Dindigul Thalappakatti Restaurant
- Type: Private
- Industry: Restaurant
- Genre: Biryani Focused Casual Dining Restaurant Chain
- Founded: 1957; 69 years ago
- Founder: Nagasamy Naidu
- Headquarters: Chennai, Tamil Nadu, India
- Number of locations: 90 (in India), 15 (outside India)
- Area served: Tamil Nadu, Karnataka, Kerala, Sri Lanka, UAE, Malaysia, France, Singapore, United States
- Key people: Nagasamy Dhanabalan (Executive Chairman);
- Services: Casual Dining, Take Away, Home Delivery and Outdoor Catering.
- Number of employees: 2800+ (2022);
- Website: www.thalappakatti.com

= Dindigul Thalappakatti Restaurant =

Restaurant chain in Tamil Nadu, India

Dindigul Thalappakatti Restaurant (also known as Thalappakatti Biriyani) is a restaurant chain that operates primarily in the Indian state of Tamil Nadu.

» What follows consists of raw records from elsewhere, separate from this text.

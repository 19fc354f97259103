//! Release subtree parser
//!
//! Rebuilds a [`Release`] from a wanted `<release>` element. Only a fixed set
//! of children is read; everything else is skipped through the walker so the
//! cursor always ends just past the release.

use crate::credits::parse_artists;
use crate::cursor::TokenCursor;
use crate::dates::release_year;
use crate::error::ExtractError;
use crate::walker::{consume_element, read_text, skip_element};
use cratedig_domain::{Release, ReleaseId, Track};
use std::io::BufRead;
use tracing::trace;

/// Children of `<release>` that carry data
#[derive(Debug, Clone, Copy, PartialEq, Eq)]
enum ReleaseField {
    Title,
    Genres,
    Artists,
    Tracklist,
    Labels,
    Released,
}

impl ReleaseField {
    fn from_name(name: &str) -> Option<Self> {
        match name {
            "title" => Some(ReleaseField::Title),
            "genres" => Some(ReleaseField::Genres),
            "artists" => Some(ReleaseField::Artists),
            "tracklist" => Some(ReleaseField::Tracklist),
            "labels" => Some(ReleaseField::Labels),
            "released" => Some(ReleaseField::Released),
            _ => None,
        }
    }
}

#[derive(Debug, Clone, Copy, PartialEq, Eq)]
enum TrackField {
    Position,
    Title,
    Artists,
}

impl TrackField {
    fn from_name(name: &str) -> Option<Self> {
        match name {
            "position" => Some(TrackField::Position),
            "title" => Some(TrackField::Title),
            "artists" => Some(TrackField::Artists),
            _ => None,
        }
    }
}

/// Label name and catalog number of a release
#[derive(Debug, Clone, PartialEq, Eq)]
pub struct LabelCredit {
    /// Trimmed label name, or the unknown-label placeholder
    pub name: String,

    /// Trimmed catalog number, if any
    pub catalog_number: Option<String>,
}

/// Parse the release element the cursor is positioned on
///
/// `unknown_label` stands in for labels that carry no name.
pub fn parse_release<R: BufRead>(
    cursor: &mut TokenCursor<R>,
    id: ReleaseId,
    unknown_label: &str,
) -> Result<Release, ExtractError> {
    let mut release = Release::new(id);

    consume_element(
        cursor,
        |cursor| {
            match ReleaseField::from_name(cursor.name()) {
                Some(ReleaseField::Title) => release.title = non_empty(read_text(cursor)?),
                Some(ReleaseField::Genres) => release.genres = parse_genres(cursor)?,
                Some(ReleaseField::Artists) => release.artist = non_empty(parse_artists(cursor)?),
                Some(ReleaseField::Tracklist) => release.tracks = parse_tracklist(cursor)?,
                Some(ReleaseField::Labels) => {
                    if let Some(label) = parse_labels(cursor, unknown_label)? {
                        release.label = Some(label.name);
                        release.catalog_number = label.catalog_number;
                    }
                }
                Some(ReleaseField::Released) => {
                    let raw = read_text(cursor)?;
                    match release_year(&raw) {
                        Some(year) => release.year = Some(year),
                        None => trace!("Release {}: no year in date '{}'", id, raw),
                    }
                }
                None => skip_element(cursor)?,
            }
            Ok(())
        },
        None,
    )?;

    Ok(release)
}

/// `<genres>`: text of each `<genre>` child, in order
fn parse_genres<R: BufRead>(cursor: &mut TokenCursor<R>) -> Result<Vec<String>, ExtractError> {
    let mut genres = Vec::new();

    consume_element(
        cursor,
        |cursor| {
            if cursor.is_named("genre") {
                genres.extend(non_empty(read_text(cursor)?));
                Ok(())
            } else {
                skip_element(cursor)
            }
        },
        None,
    )?;

    Ok(genres)
}

/// `<tracklist>`: every `<track>` that has a position
fn parse_tracklist<R: BufRead>(cursor: &mut TokenCursor<R>) -> Result<Vec<Track>, ExtractError> {
    let mut tracks = Vec::new();

    consume_element(
        cursor,
        |cursor| {
            if cursor.is_named("track") {
                tracks.extend(parse_track(cursor)?);
                Ok(())
            } else {
                skip_element(cursor)
            }
        },
        None,
    )?;

    Ok(tracks)
}

/// `<track>`: `None` for position-less pseudo-tracks (headings, index entries)
fn parse_track<R: BufRead>(cursor: &mut TokenCursor<R>) -> Result<Option<Track>, ExtractError> {
    let mut position = String::new();
    let mut title = None;
    let mut artist = None;

    consume_element(
        cursor,
        |cursor| {
            match TrackField::from_name(cursor.name()) {
                Some(TrackField::Position) => position = read_text(cursor)?.to_uppercase(),
                Some(TrackField::Title) => title = non_empty(read_text(cursor)?),
                Some(TrackField::Artists) => artist = non_empty(parse_artists(cursor)?),
                None => skip_element(cursor)?,
            }
            Ok(())
        },
        None,
    )?;

    if position.is_empty() {
        trace!("Dropping track without position ({:?})", title);
        return Ok(None);
    }

    Ok(Some(Track {
        position,
        title,
        artist,
    }))
}

/// `<labels>`: the first `<label>` wins, later ones are skipped
fn parse_labels<R: BufRead>(
    cursor: &mut TokenCursor<R>,
    unknown_label: &str,
) -> Result<Option<LabelCredit>, ExtractError> {
    let mut credit: Option<LabelCredit> = None;

    consume_element(
        cursor,
        |cursor| {
            if !cursor.is_named("label") {
                return skip_element(cursor);
            }
            if credit.is_some() {
                trace!("Skipping additional label");
                return skip_element(cursor);
            }
            credit = Some(parse_label(cursor, unknown_label)?);
            Ok(())
        },
        None,
    )?;

    Ok(credit)
}

/// `<label name=".." catno=".."/>`: data lives in the attributes
fn parse_label<R: BufRead>(
    cursor: &mut TokenCursor<R>,
    unknown_label: &str,
) -> Result<LabelCredit, ExtractError> {
    // Attributes belong to the current token; read them before moving on
    let name = cursor
        .attribute("name")?
        .and_then(|name| non_empty(name.trim().to_string()))
        .unwrap_or_else(|| unknown_label.to_string());
    let catalog_number = cursor
        .attribute("catno")?
        .and_then(|catno| non_empty(catno.trim().to_string()));

    skip_element(cursor)?;

    Ok(LabelCredit {
        name,
        catalog_number,
    })
}

fn non_empty(value: String) -> Option<String> {
    if value.is_empty() {
        None
    } else {
        Some(value)
    }
}

#[cfg(test)]
mod tests {
    use super::*;
    use crate::cursor::TokenKind;

    fn parse(xml: &str) -> Release {
        let mut cursor = TokenCursor::from_xml(xml);
        while cursor.advance().unwrap() != TokenKind::ElementStart {}
        let release = parse_release(&mut cursor, ReleaseId::new(1), "Unknown").unwrap();
        assert_eq!(cursor.advance().unwrap(), TokenKind::EndOfStream);
        release
    }

    #[test]
    fn test_title_and_genres() {
        let release = parse(
            "<release><title>Kind of Blue</title><genres><genre>Jazz</genre><style>x</style><genre>Modal</genre></genres></release>",
        );
        assert_eq!(release.title.as_deref(), Some("Kind of Blue"));
        assert_eq!(release.genres, vec!["Jazz", "Modal"]);
    }

    #[test]
    fn test_release_artist() {
        let release = parse(
            "<release><artists><artist><name>A</name><join>,</join></artist><artist><name>B</name><join>feat.</join></artist><artist><name>C</name></artist></artists></release>",
        );
        assert_eq!(release.artist.as_deref(), Some("A, B feat. C"));
    }

    #[test]
    fn test_track_without_position_is_dropped() {
        let release = parse(
            "<release><tracklist>\
               <track><position></position><title>X</title></track>\
               <track><position>a1</position><title>Y</title></track>\
             </tracklist></release>",
        );
        assert_eq!(release.tracks.len(), 1);
        assert_eq!(release.tracks[0].position, "A1");
        assert_eq!(release.tracks[0].title.as_deref(), Some("Y"));
    }

    #[test]
    fn test_track_artist_and_nested_skips() {
        let release = parse(
            "<release><tracklist><track>\
               <position>B2</position><duration>3:10</duration>\
               <artists><artist><name>Guest</name></artist></artists>\
               <extraartists><artist><name>Producer</name></artist></extraartists>\
             </track></tracklist></release>",
        );
        let track = &release.tracks[0];
        assert_eq!(track.artist.as_deref(), Some("Guest"));
        assert_eq!(track.title, None);
    }

    #[test]
    fn test_first_label_wins() {
        let release = parse(
            r#"<release><labels><label name=" Blue Note " catno=" BLP 1 "/><label name="Other" catno="2"/></labels></release>"#,
        );
        assert_eq!(release.label.as_deref(), Some("Blue Note"));
        assert_eq!(release.catalog_number.as_deref(), Some("BLP 1"));
    }

    #[test]
    fn test_label_without_name_is_unknown() {
        let release = parse(r#"<release><labels><label name="  " catno=""/></labels></release>"#);
        assert_eq!(release.label.as_deref(), Some("Unknown"));
        assert_eq!(release.catalog_number, None);
    }

    #[test]
    fn test_label_children_are_skipped() {
        let release = parse(
            r#"<release><labels><label name="L" catno="C"><sub>nested</sub></label></labels><title>T</title></release>"#,
        );
        assert_eq!(release.label.as_deref(), Some("L"));
        assert_eq!(release.title.as_deref(), Some("T"));
    }

    #[test]
    fn test_labels_without_label() {
        let release = parse("<release><labels><company/></labels></release>");
        assert_eq!(release.label, None);
    }

    #[test]
    fn test_released_year_reduction() {
        assert_eq!(parse("<release><released>1975-03-02</released></release>").year.as_deref(), Some("1975"));
        assert_eq!(parse("<release><released>1975</released></release>").year.as_deref(), Some("1975"));
        assert_eq!(parse("<release><released>unknown</released></release>").year, None);
    }

    #[test]
    fn test_unknown_children_skipped() {
        let release = parse(
            "<release><images><image uri=\"x\"/></images><notes>n</notes><title>T</title><videos><video><title>V</title></video></videos></release>",
        );
        assert_eq!(release.title.as_deref(), Some("T"));
        assert!(release.genres.is_empty());
        assert!(release.tracks.is_empty());
    }

    #[test]
    fn test_empty_fields_stay_absent() {
        let release = parse("<release><title/><genres/><artists/><tracklist/></release>");
        assert_eq!(release, Release::new(ReleaseId::new(1)));
    }
}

The first outlet was opened in 1957 at Dindigul. Since then, it operates with over 105+ outlets globally with 90 outlets in India, and 15 outlets overseas. The Thalappakatti restaurants focus on biryani as the core product.

== History ==
The founder, Nagasamy Naidu, started Dindigul Thalappakatti restaurant by the name of Anandha Vilas Biriyani Hotel in Dindigul, Tamil Nadu. In 2013 the chain won a trademark lawsuit about the use of the word "thalappakatti" (meaning "turban" in Tamil).

==Locations==
Dindigul Thalappakatti Restaurant has 80+restaurants, with 92 outlets in India & 9 overseas outlets in countries like Sri Lanka, the United Arab Emirates, Malaysia, France, Singapore and the United States.